Ein weiterer Vorwurf betrifft die Prüfung von Folgeanträgen: Wenn Gesellschaften weitere Mittel beantragten, habe das Ministerium „Notwendigkeit und Angemessenheit nicht geprüft“ – es ließ die Anträge einfach laufen. Bis auf wenige Ausnahmen habe es bei jeder Förderung „Fehler in jeder einzelnen Phase gegeben“, urteilt der Rechnungshof.
Politische Dimension und Reaktionen
Der kritische Zeitraum 2022 bis 2024 fällt in die Amtszeit des ehemaligen Wirtschaftsministers Reinhard Meyer. Seit 2021 ist Jochen Schulte (beide SPD) als Staatssekretär verantwortlich. Die Prüfer attestieren den Verantwortlichen im Ministerium sogar „Fortbildungsbedarf“ im Zuwendungsrecht.
Das Ministerium selbst gelobt Besserung. Ein Sprecher erklärte auf Nachfrage, man werde die Überprüfung des Rechnungshofs zum Anlass nehmen, „die Zuwendungsverfahren weiter zu verbessern“. Die CDU fordert hingegen klare Antworten von der Spitze des Ministeriums. Der Wirtschaftsexperte Wolfgang Waldmüller kündigte an, man werde „die Verantwortung des Staatssekretärs in den Blick nehmen müssen“.

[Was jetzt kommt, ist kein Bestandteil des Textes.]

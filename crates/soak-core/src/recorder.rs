//! Per-run execution and artifact capture.
//!
//! `execute` owns one run from directory allocation to symlink
//! handover: it launches the test unit, pumps both output streams into
//! timestamp-prefixed logs, waits cooperatively for termination (so a
//! second interrupt can kill the tree), and persists the artifact
//! contract other tooling depends on.

use std::collections::BTreeSet;
use std::io::Write as _;
use std::path::{Path, PathBuf};
use std::process::Stdio;
use std::time::{Duration, Instant};

use chrono::{DateTime, Local};
#[cfg(unix)]
use nix::sys::signal::Signal;
use serde_json::Value;
use tokio::io::{AsyncBufReadExt, AsyncRead, BufReader};
use tokio::process::{Child, Command};
use tokio::task::JoinHandle;
use tracing::{debug, info, warn};

use crate::config::Config;
use crate::error::{Result, SoakError};
use crate::hooks::{Hook, HookRunner};
use crate::interrupt::{InterruptController, Phase};
use crate::notify::{ACTIVE_RESULTS_DIRECTORY, Notifier};
use crate::probes;
use crate::units::TestUnit;

/// Run-directory names have second resolution; two runs started within
/// the same second under the same tag collide and abort (known
/// limitation).
const DIR_STAMP: &str = "%Y-%m-%d_%H.%M.%S";
/// Prefix for every captured log line.
const LINE_STAMP: &str = "%Y-%m-%d %H:%M:%S %z";

/// Everything recorded about one finished run. Read-only and durable
/// (addressable by `run_dir`) once `execute` returns.
#[derive(Debug)]
pub struct RunRecord {
    pub run_dir: PathBuf,
    pub start_time: DateTime<Local>,
    pub duration: Duration,
    pub exit_status: i32,
    /// True when an interrupt was observed during this run; the exit
    /// status still reflects how the child actually terminated.
    pub interrupted: bool,
    pub artifacts: BTreeSet<String>,
}

/// Collaborators shared across runs, borrowed by `execute`.
pub struct RunContext<'a> {
    pub controller: &'a InterruptController,
    pub notifier: &'a Notifier,
    pub hooks: &'a HookRunner,
}

#[derive(Debug, Clone, Copy)]
enum Echo {
    None,
    Stdout,
    Stderr,
}

/// Executes one test unit and records everything about it.
pub async fn execute(unit: &TestUnit, config: &Config, ctx: &RunContext<'_>) -> Result<RunRecord> {
    let script = std::fs::canonicalize(&unit.path).unwrap_or_else(|_| unit.path.clone());

    std::fs::create_dir_all(&config.output_dir).map_err(|source| SoakError::ResultsDir {
        path: config.output_dir.clone(),
        source,
    })?;

    let start_time = Local::now();
    let dir_name = format!("{}{}", start_time.format(DIR_STAMP), config.tag_suffix());
    let run_dir = config.output_dir.join(&dir_name);
    std::fs::create_dir(&run_dir).map_err(|source| SoakError::ResultsDir {
        path: run_dir.clone(),
        source,
    })?;
    let run_dir_abs = std::fs::canonicalize(&run_dir).unwrap_or_else(|_| run_dir.clone());

    // Run-started notification strictly precedes the child launch.
    ctx.notifier
        .notify(
            ACTIVE_RESULTS_DIRECTORY,
            Value::String(run_dir_abs.display().to_string()),
        )
        .await;
    let current_link = format!("current{}", config.tag_suffix());
    point_symlink(&config.output_dir, &current_link, &dir_name)?;

    write_metadata(&run_dir, unit, config, &script).await;
    ctx.hooks.run(Hook::PreRun, &run_dir).await;

    info!(unit = %unit.name(), dir = %run_dir.display(), "starting test run");

    let mut command = Command::new(&script);
    command
        .args(&unit.args)
        .current_dir(&run_dir)
        .stdin(Stdio::null())
        .stdout(Stdio::piped())
        .stderr(Stdio::piped());
    if config.debug {
        command.env("SOAK_DEBUG", "1");
    }
    let mut child = command.spawn().map_err(|source| SoakError::Spawn {
        unit: unit.name(),
        source,
    })?;
    ctx.controller.set_child_pid(child.id().map(|pid| pid as i32));

    let started = Instant::now();
    let (echo_out, echo_err) = match config.verbosity {
        0 => (Echo::None, Echo::None),
        1 => (Echo::Stdout, Echo::None),
        _ => (Echo::Stdout, Echo::Stderr),
    };
    let out_pump = child
        .stdout
        .take()
        .map(|stream| spawn_pump(stream, run_dir.join("stdout.log"), echo_out));
    let err_pump = child
        .stderr
        .take()
        .map(|stream| spawn_pump(stream, run_dir.join("stderr.log"), echo_err));

    let status = wait_for_exit(&mut child, ctx.controller).await?;
    ctx.controller.set_child_pid(None);

    // Pumps finish once the pipes' write ends close with the child.
    if let Some(pump) = out_pump {
        let _ = pump.await;
    }
    if let Some(pump) = err_pump {
        let _ = pump.await;
    }

    let duration = started.elapsed();
    let exit_status = exit_code(status);
    let interrupted = ctx.controller.interrupted();

    std::fs::write(run_dir.join("exit-status"), format!("{exit_status}\n"))?;
    std::fs::write(
        run_dir.join("duration"),
        format!("{:.2}\n", duration.as_secs_f64()),
    )?;

    probes::run_post_probes(&run_dir, config, exit_status).await;
    ctx.hooks.run(Hook::PostRun, &run_dir).await;

    // Symlink handover, then the run-ended notification.
    remove_symlink(&config.output_dir, &current_link);
    point_symlink(
        &config.output_dir,
        &format!("latest{}", config.tag_suffix()),
        &dir_name,
    )?;
    ctx.notifier.notify(ACTIVE_RESULTS_DIRECTORY, Value::Null).await;

    info!(
        unit = %unit.name(),
        exit_status,
        secs = duration.as_secs(),
        "test run finished"
    );

    let artifacts = list_artifacts(&run_dir);
    Ok(RunRecord {
        run_dir,
        start_time,
        duration,
        exit_status,
        interrupted,
        artifacts,
    })
}

/// Waits for the child's real termination. A `Stopping` transition is
/// a spurious wake-up here — the child keeps running and we resume the
/// wait; `Killing` terminates the whole process tree first.
async fn wait_for_exit(
    child: &mut Child,
    controller: &InterruptController,
) -> std::io::Result<std::process::ExitStatus> {
    let mut phase_rx = controller.subscribe();
    if *phase_rx.borrow_and_update() == Phase::Killing {
        kill_child_tree(child);
    }
    loop {
        tokio::select! {
            status = child.wait() => return status,
            changed = phase_rx.changed() => {
                if changed.is_err() {
                    return child.wait().await;
                }
                if *phase_rx.borrow_and_update() == Phase::Killing {
                    kill_child_tree(child);
                }
            }
        }
    }
}

fn kill_child_tree(child: &mut Child) {
    if let Some(pid) = child.id() {
        warn!(pid, "terminating test process tree");
        #[cfg(unix)]
        crate::process_tree::kill_tree(pid as i32, Signal::SIGTERM);
        #[cfg(not(unix))]
        let _ = child.start_kill();
    }
}

fn exit_code(status: std::process::ExitStatus) -> i32 {
    #[cfg(unix)]
    {
        use std::os::unix::process::ExitStatusExt;
        if let Some(signal) = status.signal() {
            return 128 + signal;
        }
    }
    status.code().unwrap_or(1)
}

/// Ancillary per-run metadata, all best-effort apart from the unit
/// name and literal arguments.
async fn write_metadata(run_dir: &Path, unit: &TestUnit, config: &Config, script: &Path) {
    let mut args_text = String::new();
    for arg in &unit.args {
        args_text.push_str(arg);
        args_text.push('\n');
    }
    let required = [
        ("test-name", format!("{}\n", unit.name())),
        ("test-args", args_text),
    ];
    for (name, contents) in required {
        if let Err(e) = std::fs::write(run_dir.join(name), contents) {
            warn!(artifact = name, error = %e, "could not write metadata artifact");
        }
    }

    if let Some(tag) = &config.tag {
        let _ = std::fs::write(run_dir.join("extra-columns"), format!("Tag\t{tag}\n"));
    }
    if let Some(commit) = git_commit(script).await {
        let _ = std::fs::write(run_dir.join("git-commit"), format!("{commit}\n"));
    }
}

/// Revision of the tree containing the test script, if it is in git.
async fn git_commit(script: &Path) -> Option<String> {
    let dir = script.parent()?;
    let output = Command::new("git")
        .args(["rev-parse", "HEAD"])
        .current_dir(dir)
        .stdin(Stdio::null())
        .output()
        .await
        .ok()?;
    if !output.status.success() {
        return None;
    }
    let commit = String::from_utf8_lossy(&output.stdout).trim().to_string();
    (!commit.is_empty()).then_some(commit)
}

/// Pumps one child stream into a timestamp-prefixed log file,
/// optionally echoing to the orchestrator's own streams.
fn spawn_pump<R>(stream: R, log_path: PathBuf, echo: Echo) -> JoinHandle<()>
where
    R: AsyncRead + Unpin + Send + 'static,
{
    tokio::spawn(async move {
        let mut file = match std::fs::File::create(&log_path) {
            Ok(file) => file,
            Err(e) => {
                warn!(log = %log_path.display(), error = %e, "cannot create capture log");
                return;
            }
        };
        let mut lines = BufReader::new(stream).lines();
        loop {
            match lines.next_line().await {
                Ok(Some(line)) => {
                    let stamped = format!("[{}] {line}", Local::now().format(LINE_STAMP));
                    let _ = writeln!(file, "{stamped}");
                    match echo {
                        Echo::Stdout => println!("{stamped}"),
                        Echo::Stderr => eprintln!("{stamped}"),
                        Echo::None => {}
                    }
                }
                Ok(None) => break,
                Err(e) => {
                    warn!(log = %log_path.display(), error = %e, "capture stream read failed");
                    break;
                }
            }
        }
    })
}

/// Points `dir/link_name` at `target` (remove-then-link).
fn point_symlink(dir: &Path, link_name: &str, target: &str) -> Result<()> {
    remove_symlink(dir, link_name);
    let link = dir.join(link_name);
    #[cfg(unix)]
    std::os::unix::fs::symlink(target, &link)?;
    #[cfg(not(unix))]
    let _ = (target, link);
    Ok(())
}

fn remove_symlink(dir: &Path, link_name: &str) {
    let link = dir.join(link_name);
    if let Err(e) = std::fs::remove_file(&link) {
        if e.kind() != std::io::ErrorKind::NotFound {
            debug!(link = %link.display(), error = %e, "could not remove symlink");
        }
    }
}

fn list_artifacts(run_dir: &Path) -> BTreeSet<String> {
    std::fs::read_dir(run_dir)
        .map(|entries| {
            entries
                .flatten()
                .filter_map(|entry| entry.file_name().into_string().ok())
                .collect()
        })
        .unwrap_or_default()
}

Besonders interessant erscheint im Licht des aktuellen Berichts auch der Fall des ehemaligen Geschäftsführers des Tourismusverbands MV, Tobias Woitendorf. Dieser musste 2025 wegen Fehlern in Förderverfahren gehen – die aktuellen Erkenntnisse werfen nun neue Fragen auf.